Albayrak’ın ağzında sürekli bir “istihdamı önceleyen politika” lafı var. Demeye getiriyor ki biz istihdama öncelik verdik. Öncelik verdiği haliyle resmi işsiz sayısı 4 milyonu, TÜİK’in işsizden saymadığı ama düpedüz işsiz olan kesimleri de eklediğimizde gerçek işsiz sayısı ise 10 milyonu geçmiş durumda. İstihdama öncelik vermek dediği ücretsiz izne çıkartılan 2 milyon işçiyi resmi rakamlarda görünmez hale getirmekten ibaret. Bir de salgın ve kriz fırsatçılığı ile esnek çalışmayı çok daha geniş bir alanda dayatmayı bir istihdam politikası olarak anlatıyorlar. Genç işçileri sözleşmeli köle olarak sermayeye sunmayı, 50 yaş üstüne ise (tabii ki EYT’ye çözüm falan yok!) yarı zamanlı çalışma getirmeyi planlıyorlar. Önümüzdeki süreçte “istihdamı öncelemeye” devam edeceklermiş! Tercümesi salgının ve krizin faturasını işçiye emekçiye işsizlikle, ücretsiz izinle, kısa çalışmayla ödetmeye devam.   

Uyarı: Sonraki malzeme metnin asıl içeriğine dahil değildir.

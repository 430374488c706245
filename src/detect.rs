//! # Environment Detection
//!
//! Finds the three kinds of package manager a run drives:
//!
//! - the OS package manager ([`detect_os_manager`]), probed in preference
//!   order and never failing,
//! - the system pip ([`find_system_pip`]), which may legitimately be absent,
//! - one pip per virtualenv under a root directory
//!   ([`find_environment_managers`]).
//!
//! Binary lookup goes through [`ToolLocator`] so tests can point it at a
//! controlled search path instead of the process `PATH`.

use std::ffi::OsString;
use std::fmt;
use std::fs;
use std::path::{Path, PathBuf};

use log::debug;

use crate::error::{Error, Result};
use crate::process::command;

/// OS package managers in probe order. The first one is the fallback.
pub const OS_MANAGER_PREFERENCE: [&str; 4] = ["pkg", "apt", "apk", "pacman"];

/// System pip names in probe order.
pub const SYSTEM_PIP_NAMES: [&str; 2] = ["pip3", "pip"];

/// Locations of pip inside a virtualenv, relative to the environment root.
pub const ENVIRONMENT_PIP_CANDIDATES: [&str; 3] = ["bin/pip3", "bin/pip", "Scripts/pip.exe"];

/// Looks up executables on a search path.
#[derive(Debug, Clone, Default)]
pub struct ToolLocator {
    search_path: Option<OsString>,
}

impl ToolLocator {
    /// Search the process `PATH`.
    pub fn from_env() -> Self {
        Self { search_path: None }
    }

    /// Search only the given `PATH`-style list of directories.
    pub fn with_search_path(search_path: impl Into<OsString>) -> Self {
        Self {
            search_path: Some(search_path.into()),
        }
    }

    pub fn find(&self, name: &str) -> Option<PathBuf> {
        let found = match &self.search_path {
            Some(paths) => {
                let cwd = std::env::current_dir().unwrap_or_else(|_| PathBuf::from("/"));
                which::which_in(name, Some(paths), cwd)
            }
            None => which::which(name),
        };
        found.ok()
    }
}

/// The OS package-manager families we know how to drive.
#[derive(Debug, Clone, Copy, PartialEq, Eq)]
pub enum OsManagerKind {
    /// Termux `pkg` wrapper around apt
    Pkg,
    Apt,
    Apk,
    Pacman,
}

impl OsManagerKind {
    pub fn from_name(name: &str) -> Option<Self> {
        match name {
            "pkg" => Some(OsManagerKind::Pkg),
            "apt" | "apt-get" => Some(OsManagerKind::Apt),
            "apk" => Some(OsManagerKind::Apk),
            "pacman" => Some(OsManagerKind::Pacman),
            _ => None,
        }
    }
}

/// A resolved OS package manager and its command vocabulary.
#[derive(Debug, Clone, PartialEq, Eq)]
pub struct OsManager {
    pub kind: OsManagerKind,
    /// What to put in argv[0]: a bare name when probed, a path when configured.
    pub program: String,
}

impl OsManager {
    pub fn new(kind: OsManagerKind, program: impl Into<String>) -> Self {
        Self {
            kind,
            program: program.into(),
        }
    }

    /// Resolve an explicitly configured manager (name or path).
    pub fn from_program(program: &str) -> Result<Self> {
        let file_name = Path::new(program)
            .file_name()
            .and_then(|n| n.to_str())
            .unwrap_or(program);
        let kind = OsManagerKind::from_name(file_name).ok_or_else(|| Error::UnsupportedManager {
            name: program.to_string(),
        })?;
        Ok(Self::new(kind, program))
    }

    /// Refresh the package index.
    pub fn update_command(&self) -> Vec<String> {
        let p = self.program.as_str();
        match self.kind {
            OsManagerKind::Pkg | OsManagerKind::Apt => command(&[p, "update", "-y"]),
            OsManagerKind::Apk => command(&[p, "update"]),
            OsManagerKind::Pacman => command(&[p, "-Sy", "--noconfirm"]),
        }
    }

    /// Upgrade all installed packages non-interactively.
    pub fn upgrade_command(&self) -> Vec<String> {
        let p = self.program.as_str();
        match self.kind {
            OsManagerKind::Pkg | OsManagerKind::Apt => command(&[p, "upgrade", "-y"]),
            OsManagerKind::Apk => command(&[p, "upgrade", "--no-interactive"]),
            OsManagerKind::Pacman => command(&[p, "-Su", "--noconfirm"]),
        }
    }

    /// List installed packages.
    pub fn list_command(&self) -> Vec<String> {
        let p = self.program.as_str();
        match self.kind {
            OsManagerKind::Pkg => command(&[p, "list-installed"]),
            OsManagerKind::Apt => command(&[p, "list", "--installed"]),
            OsManagerKind::Apk => command(&[p, "info", "-v"]),
            OsManagerKind::Pacman => command(&[p, "-Q"]),
        }
    }
}

impl fmt::Display for OsManager {
    fn fmt(&self, f: &mut fmt::Formatter<'_>) -> fmt::Result {
        f.write_str(&self.program)
    }
}

/// Probe for the OS package manager; falls back to `pkg` when none is found.
pub fn detect_os_manager(locator: &ToolLocator) -> OsManager {
    for name in OS_MANAGER_PREFERENCE {
        if locator.find(name).is_some() {
            if let Some(kind) = OsManagerKind::from_name(name) {
                return OsManager::new(kind, name);
            }
        }
    }
    debug!("No OS package manager found, falling back to pkg");
    OsManager::new(OsManagerKind::Pkg, OS_MANAGER_PREFERENCE[0])
}

/// Use the configured manager if there is one, otherwise probe.
pub fn resolve_os_manager(locator: &ToolLocator, configured: Option<&str>) -> Result<OsManager> {
    match configured {
        Some(program) => OsManager::from_program(program),
        None => Ok(detect_os_manager(locator)),
    }
}

/// Find the system-wide pip, preferring `pip3`.
pub fn find_system_pip(locator: &ToolLocator) -> Option<PathBuf> {
    SYSTEM_PIP_NAMES.iter().find_map(|name| locator.find(name))
}

/// A virtualenv and the pip that manages it.
#[derive(Debug, Clone, PartialEq, Eq)]
pub struct EnvironmentManager {
    /// The environment's directory name.
    pub label: String,
    pub manager_path: PathBuf,
}

/// Find one pip per immediate subdirectory of `root`.
///
/// Results follow directory listing order, which is platform dependent. A
/// missing or unreadable root yields an empty list.
pub fn find_environment_managers(root: &Path) -> Vec<EnvironmentManager> {
    let entries = match fs::read_dir(root) {
        Ok(entries) => entries,
        Err(e) => {
            debug!("Cannot read environment root {}: {}", root.display(), e);
            return Vec::new();
        }
    };

    let mut managers = Vec::new();
    for entry in entries.flatten() {
        let dir = entry.path();
        if !dir.is_dir() {
            continue;
        }
        let label = entry.file_name().to_string_lossy().into_owned();
        let found = ENVIRONMENT_PIP_CANDIDATES
            .iter()
            .map(|rel| dir.join(rel))
            .find(|candidate| is_executable(candidate));
        if let Some(manager_path) = found {
            managers.push(EnvironmentManager {
                label,
                manager_path,
            });
        }
    }
    managers
}

#[cfg(unix)]
fn is_executable(path: &Path) -> bool {
    use std::os::unix::fs::PermissionsExt;
    fs::metadata(path)
        .map(|m| m.is_file() && m.permissions().mode() & 0o111 != 0)
        .unwrap_or(false)
}

#[cfg(not(unix))]
fn is_executable(path: &Path) -> bool {
    path.is_file()
}

#[cfg(test)]
mod tests {
    use super::*;
    use tempfile::TempDir;

    #[cfg(unix)]
    fn make_executable(path: &Path) {
        use std::os::unix::fs::PermissionsExt;
        fs::create_dir_all(path.parent().unwrap()).unwrap();
        fs::write(path, "#!/bin/sh\n").unwrap();
        fs::set_permissions(path, fs::Permissions::from_mode(0o755)).unwrap();
    }

    #[test]
    #[cfg(unix)]
    fn test_find_environment_managers_two_of_three() {
        let root = TempDir::new().unwrap();
        make_executable(&root.path().join("web/bin/pip3"));
        make_executable(&root.path().join("ml/bin/pip"));
        fs::create_dir_all(root.path().join("broken/bin")).unwrap();

        let mut managers = find_environment_managers(root.path());
        managers.sort_by(|a, b| a.label.cmp(&b.label));

        assert_eq!(managers.len(), 2);
        assert_eq!(managers[0].label, "ml");
        assert_eq!(managers[0].manager_path, root.path().join("ml/bin/pip"));
        assert_eq!(managers[1].label, "web");
        assert_eq!(managers[1].manager_path, root.path().join("web/bin/pip3"));
    }

    #[test]
    #[cfg(unix)]
    fn test_non_executable_pip_is_ignored() {
        let root = TempDir::new().unwrap();
        let pip = root.path().join("env/bin/pip3");
        fs::create_dir_all(pip.parent().unwrap()).unwrap();
        fs::write(&pip, "not executable").unwrap();

        assert!(find_environment_managers(root.path()).is_empty());
    }

    #[test]
    #[cfg(unix)]
    fn test_pip3_preferred_over_pip() {
        let root = TempDir::new().unwrap();
        make_executable(&root.path().join("env/bin/pip"));
        make_executable(&root.path().join("env/bin/pip3"));

        let managers = find_environment_managers(root.path());
        assert_eq!(managers.len(), 1);
        assert!(managers[0].manager_path.ends_with("bin/pip3"));
    }

    #[test]
    fn test_missing_root_is_empty() {
        let root = TempDir::new().unwrap();
        assert!(find_environment_managers(&root.path().join("nope")).is_empty());
    }

    #[test]
    fn test_plain_files_in_root_are_skipped() {
        let root = TempDir::new().unwrap();
        fs::write(root.path().join("notes.txt"), "x").unwrap();
        assert!(find_environment_managers(root.path()).is_empty());
    }

    #[test]
    fn test_detect_os_manager_falls_back_to_pkg() {
        let empty = TempDir::new().unwrap();
        let locator = ToolLocator::with_search_path(empty.path());
        let manager = detect_os_manager(&locator);
        assert_eq!(manager.kind, OsManagerKind::Pkg);
        assert_eq!(manager.program, "pkg");
    }

    #[test]
    #[cfg(unix)]
    fn test_detect_os_manager_follows_preference() {
        let bin = TempDir::new().unwrap();
        make_executable(&bin.path().join("pacman"));
        make_executable(&bin.path().join("apt"));

        let manager = detect_os_manager(&ToolLocator::with_search_path(bin.path()));
        assert_eq!(manager.kind, OsManagerKind::Apt);
        assert_eq!(manager.program, "apt");
    }

    #[test]
    fn test_find_system_pip_absent() {
        let empty = TempDir::new().unwrap();
        assert!(find_system_pip(&ToolLocator::with_search_path(empty.path())).is_none());
    }

    #[test]
    #[cfg(unix)]
    fn test_find_system_pip_falls_back_to_pip() {
        let bin = TempDir::new().unwrap();
        make_executable(&bin.path().join("pip"));
        let found = find_system_pip(&ToolLocator::with_search_path(bin.path())).unwrap();
        assert_eq!(found, bin.path().join("pip"));
    }

    #[test]
    fn test_configured_manager_by_path() {
        let manager = OsManager::from_program("/usr/bin/apt").unwrap();
        assert_eq!(manager.kind, OsManagerKind::Apt);
        assert_eq!(
            manager.list_command(),
            vec!["/usr/bin/apt", "list", "--installed"]
        );
    }

    #[test]
    fn test_configured_manager_unknown() {
        let err = OsManager::from_program("zypper").unwrap_err();
        assert!(matches!(err, Error::UnsupportedManager { .. }));
    }

    #[test]
    fn test_command_vocabulary() {
        let pkg = OsManager::new(OsManagerKind::Pkg, "pkg");
        assert_eq!(pkg.update_command(), vec!["pkg", "update", "-y"]);
        assert_eq!(pkg.upgrade_command(), vec!["pkg", "upgrade", "-y"]);
        assert_eq!(pkg.list_command(), vec!["pkg", "list-installed"]);

        let pacman = OsManager::new(OsManagerKind::Pacman, "pacman");
        assert_eq!(pacman.update_command(), vec!["pacman", "-Sy", "--noconfirm"]);
        assert_eq!(pacman.list_command(), vec!["pacman", "-Q"]);

        let apk = OsManager::new(OsManagerKind::Apk, "apk");
        assert_eq!(apk.upgrade_command(), vec!["apk", "upgrade", "--no-interactive"]);
    }
}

Peki önümüzdeki süreçte nasıl bir gelişme öngörülüyor? Berat Albayrak eğer salgında ikinci bir dalga olmazsa yüzde 5 büyürüz diyor. Eylül ayının başında Sağlık Bakanı Fahrettin Koca’nın ikinci piki yaşadığımızı açıkladığını hatırlıyoruz. Sağlık Bakanlığı pik noktasına ulaştık diyerek artık düşüş trendine girdik algısı yarattı. Bu algının epidemiyoloji ile değil ekonomi ile ilgili olduğunu Yeni Ekonomi Programı’nda görmüş olduk. Hâlâ günlük resmi vaka sayıları 1500’ler civarında devam ediyor. Gerçek rakamların ise çok daha fazla olduğunu artık herkes biliyor. Ve Berat Albayrak’ın ne demek istediğini her gün fabrikalarda ve işyerlerinde artan vakalarla karşı karşıya kalan işçi sınıfımız yaşayarak görüyor. Tüm bağımsız araştırmalar da Koronavirüsün giderek daha fazla bir işçi hastalığına dönüşmekte olduğunu gösteriyor.

Berat Albayrak’ın ikinci dalga olmazsa yüzde 5 büyürüz temennisini, turizm etkilenmeseydi, altın ithalatını da saymazsak “aslında biz cari fazla verdik diye düşünebiliriz” tespiti izliyor. YEP’in 2020’yi GSYH’nin yüzde 3,5’u kadar bir cari açıkla kapatacağımıza dair öngörüsü resmi bir belge olarak karşımızda duruyor. 2023’e kadar da cari fazlaya geçiş beklentisi yok. Ama bir bakmışsınız Karadeniz gazı ile enerji ihraç eden bir ülke haline gelmişiz... “Halamın bıyıkları olsaydı amcam olurdu…”

Yüksek cari açık tabii ki döviz kuru üzerinde olumsuz bir etki olması demek. Nitekim Merkez Bankasının döviz rezervlerinin tükenmesi ile, bir ay vadeli SWAP anlaşmalarını çıktığınızda dahi, net rezervlerin eksiye düşmüş olması sebebiyle Türk lirasındaki erime durdurulamıyor. Merkez Bankasının son faiz hamlesi de bir etki yaratmadı. Önümüzde son derece karanlık bir tablo var. Türk lirası eridikçe hayat pahalılığı artıyor ve işçinin emekçinin sofradaki ekmeği küçülüyor. Berat Albayrak daha önce bu konuda dolar ve avro ile maaş almıyorsanız sorun yok diye saçmalamıştı. YEP’te bu konuyla ilgili somut hiçbir politika ortaya konmadığı için haliyle bir gazetecinin çıkışta ne olacak bu dövizin hali sorusuna şimdi devekuşu politikasıyla cevap verdi: “Kur benim için hiç önemli değil, hiç oraya bakmıyorum.”

İşçi ve emekçi milyonların tuzu kuru bakanın yaptığı gibi saklambaç oynama lüksü yok. Bir işçi gözlerini kapatsa mutfaktaki yangının alevini etinde kemiğinde, işsizlik korkusunu adeta her hücresinde hissetmeye devam eder. O yüzden işçi sınıfı ve emekçi halk için gözleri dört açmanın ve korakor bir sınıf mücadelesine hazırlanmanın zamanıdır.